| THE TASK |
Repeat the data exactly as it appears.
***** INPUT *****
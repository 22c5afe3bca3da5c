//! Trigger configuration to adapter, end to end through the registry.

use std::collections::HashMap;
use std::io::Write;

use lagscale_core::{IdentityProvider, Scaler, ScalerConfig, ScalerError};
use lagscale_registry::{FixtureBackends, FixtureSnapshot, build_scaler};

fn to_map(pairs: &[(&str, &str)]) -> HashMap<String, String> {
    pairs
        .iter()
        .map(|(k, v)| (k.to_string(), v.to_string()))
        .collect()
}

fn eventstream_config() -> ScalerConfig {
    ScalerConfig {
        trigger_type: "eventstream".to_string(),
        trigger_metadata: to_map(&[("consumerGroup", "billing")]),
        resolved_env: HashMap::new(),
        auth_params: to_map(&[
            ("connection", "amqp://stream-broker/orders"),
            ("storageConnection", "blob://checkpoints"),
        ]),
        identity_provider: IdentityProvider::None,
        scaler_index: 0,
    }
}

fn monitor_config() -> ScalerConfig {
    ScalerConfig {
        trigger_type: "cloud-monitor".to_string(),
        trigger_metadata: to_map(&[
            ("namespace", "SYS.ECS"),
            ("metricName", "cpu_util"),
            ("dimensionName", "instance_id"),
            ("dimensionValue", "i-0123"),
            ("targetMetricValue", "50"),
            ("minMetricValue", "5"),
        ]),
        resolved_env: HashMap::new(),
        auth_params: to_map(&[
            ("identityEndpoint", "https://iam.example/v3"),
            ("projectId", "p-1"),
            ("domainId", "d-1"),
            ("region", "eu-1"),
            ("domain", "monitor.example"),
            ("accessKey", "AK"),
            ("secretKey", "SK"),
        ]),
        identity_provider: IdentityProvider::None,
        scaler_index: 1,
    }
}

const FIXTURE: &str = r#"{
    "partitions": [
        { "partition_id": "0", "beginning_sequence": 0,
          "last_sequence": 0, "last_enqueued_offset": "0" },
        { "partition_id": "1", "beginning_sequence": 0,
          "last_sequence": 5, "last_enqueued_offset": "800" }
    ],
    "checkpoints": {
        "1": { "offset": "800", "sequence_number": 5 }
    },
    "datapoints": [
        { "statistics": { "average": 42.5 } }
    ]
}"#;

fn fixture() -> FixtureBackends {
    FixtureBackends::new(serde_json::from_str::<FixtureSnapshot>(FIXTURE).unwrap())
}

#[tokio::test]
async fn eventstream_trigger_polls_the_fixture() {
    let scaler = build_scaler(&eventstream_config(), &fixture()).unwrap();

    // Partition 0 has no checkpoint and exactly one message; partition 1
    // is caught up.
    let metric = scaler.metrics().await.unwrap();
    assert_eq!(metric.value, 1);
    assert!(scaler.is_active().await.unwrap());

    let spec = scaler.metric_spec();
    assert_eq!(spec.name, "s0-eventstream-billing");
    assert_eq!(spec.target, 64);
}

#[tokio::test]
async fn monitor_trigger_polls_the_fixture() {
    let scaler = build_scaler(&monitor_config(), &fixture()).unwrap();

    let metric = scaler.metrics().await.unwrap();
    assert_eq!(metric.value, 42);
    assert!(scaler.is_active().await.unwrap());

    let spec = scaler.metric_spec();
    assert_eq!(spec.name, "s1-cloud-monitor-cpu-util");
    assert_eq!(spec.target, 50);
}

#[tokio::test]
async fn misconfigured_trigger_fails_before_backends() {
    let mut config = eventstream_config();
    config.auth_params.remove("storageConnection");

    let err = build_scaler(&config, &fixture()).unwrap_err();
    assert!(matches!(err, ScalerError::InvalidConfiguration(_)));
}

#[test]
fn snapshot_loads_from_a_file() {
    let mut file = tempfile::NamedTempFile::new().unwrap();
    file.write_all(FIXTURE.as_bytes()).unwrap();

    let backends = FixtureBackends::from_file(file.path()).unwrap();
    let scaler = build_scaler(&eventstream_config(), &backends).unwrap();
    assert_eq!(scaler.metric_spec().target, 64);
}

#[test]
fn malformed_snapshot_file_is_invalid_configuration() {
    let mut file = tempfile::NamedTempFile::new().unwrap();
    file.write_all(b"partitions: nope").unwrap();

    let err = FixtureSnapshot::from_file(file.path()).unwrap_err();
    assert!(matches!(err, ScalerError::InvalidConfiguration(_)));
}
*****
| REPLY TO THE EXERCISE |
repository 22c5afe3bca3da5c
//! Trigger configuration to adapter, end to end through the registry.

use std::collections::HashMap;
use std::io::Write;

use lagscale_core::{IdentityProvider, Scaler, ScalerConfig, ScalerError};
use lagscale_registry::{FixtureBackends, FixtureSnapshot, build_scaler};

fn to_map(pairs: &[(&str, &str)]) -> HashMap<String, String> {
    pairs
        .iter()
        .map(|(k, v)| (k.to_string(), v.to_string()))
        .collect()
}

fn eventstream_config() -> ScalerConfig {
    ScalerConfig {
        trigger_type: "eventstream".to_string(),
        trigger_metadata: to_map(&[("consumerGroup", "billing")]),
        resolved_env: HashMap::new(),
        auth_params: to_map(&[
            ("connection", "amqp://stream-broker/orders"),
            ("storageConnection", "blob://checkpoints"),
        ]),
        identity_provider: IdentityProvider::None,
        scaler_index: 0,
    }
}

fn monitor_config() -> ScalerConfig {
    ScalerConfig {
        trigger_type: "cloud-monitor".to_string(),
        trigger_metadata: to_map(&[
            ("namespace", "SYS.ECS"),
            ("metricName", "cpu_util"),
            ("dimensionName", "instance_id"),
            ("dimensionValue", "i-0123"),
            ("targetMetricValue", "50"),
            ("minMetricValue", "5"),
        ]),
        resolved_env: HashMap::new(),
        auth_params: to_map(&[
            ("identityEndpoint", "https://iam.example/v3"),
            ("projectId", "p-1"),
            ("domainId", "d-1"),
            ("region", "eu-1"),
            ("domain", "monitor.example"),
            ("accessKey", "AK"),
            ("secretKey", "SK"),
        ]),
        identity_provider: IdentityProvider::None,
        scaler_index: 1,
    }
}

const FIXTURE: &str = r#"{
    "partitions": [
        { "partition_id": "0", "beginning_sequence": 0,
          "last_sequence": 0, "last_enqueued_offset": "0" },
        { "partition_id": "1", "beginning_sequence": 0,
          "last_sequence": 5, "last_enqueued_offset": "800" }
    ],
    "checkpoints": {
        "1": { "offset": "800", "sequence_number": 5 }
    },
    "datapoints": [
        { "statistics": { "average": 42.5 } }
    ]
}"#;

fn fixture() -> FixtureBackends {
    FixtureBackends::new(serde_json::from_str::<FixtureSnapshot>(FIXTURE).unwrap())
}

#[tokio::test]
async fn eventstream_trigger_polls_the_fixture() {
    let scaler = build_scaler(&eventstream_config(), &fixture()).unwrap();

    // Partition 0 has no checkpoint and exactly one message; partition 1
    // is caught up.
    let metric = scaler.metrics().await.unwrap();
    assert_eq!(metric.value, 1);
    assert!(scaler.is_active().await.unwrap());

    let spec = scaler.metric_spec();
    assert_eq!(spec.name, "s0-eventstream-billing");
    assert_eq!(spec.target, 64);
}

#[tokio::test]
async fn monitor_trigger_polls_the_fixture() {
    let scaler = build_scaler(&monitor_config(), &fixture()).unwrap();

    let metric = scaler.metrics().await.unwrap();
    assert_eq!(metric.value, 42);
    assert!(scaler.is_active().await.unwrap());

    let spec = scaler.metric_spec();
    assert_eq!(spec.name, "s1-cloud-monitor-cpu-util");
    assert_eq!(spec.target, 50);
}

#[tokio::test]
async fn misconfigured_trigger_fails_before_backends() {
    let mut config = eventstream_config();
    config.auth_params.remove("storageConnection");

    let err = build_scaler(&config, &fixture()).unwrap_err();
    assert!(matches!(err, ScalerError::InvalidConfiguration(_)));
}

#[test]
fn snapshot_loads_from_a_file() {
    let mut file = tempfile::NamedTempFile::new().unwrap();
    file.write_all(FIXTURE.as_bytes()).unwrap();

    let backends = FixtureBackends::from_file(file.path()).unwrap();
    let scaler = build_scaler(&eventstream_config(), &backends).unwrap();
    assert_eq!(scaler.metric_spec().target, 64);
}

#[test]
fn malformed_snapshot_file_is_invalid_configuration() {
    let mut file = tempfile::NamedTempFile::new().unwrap();
    file.write_all(b"partitions: nope").unwrap();

    let err = FixtureSnapshot::from_file(file.path()).unwrap_err();
    assert!(matches!(err, ScalerError::InvalidConfiguration(_)));
}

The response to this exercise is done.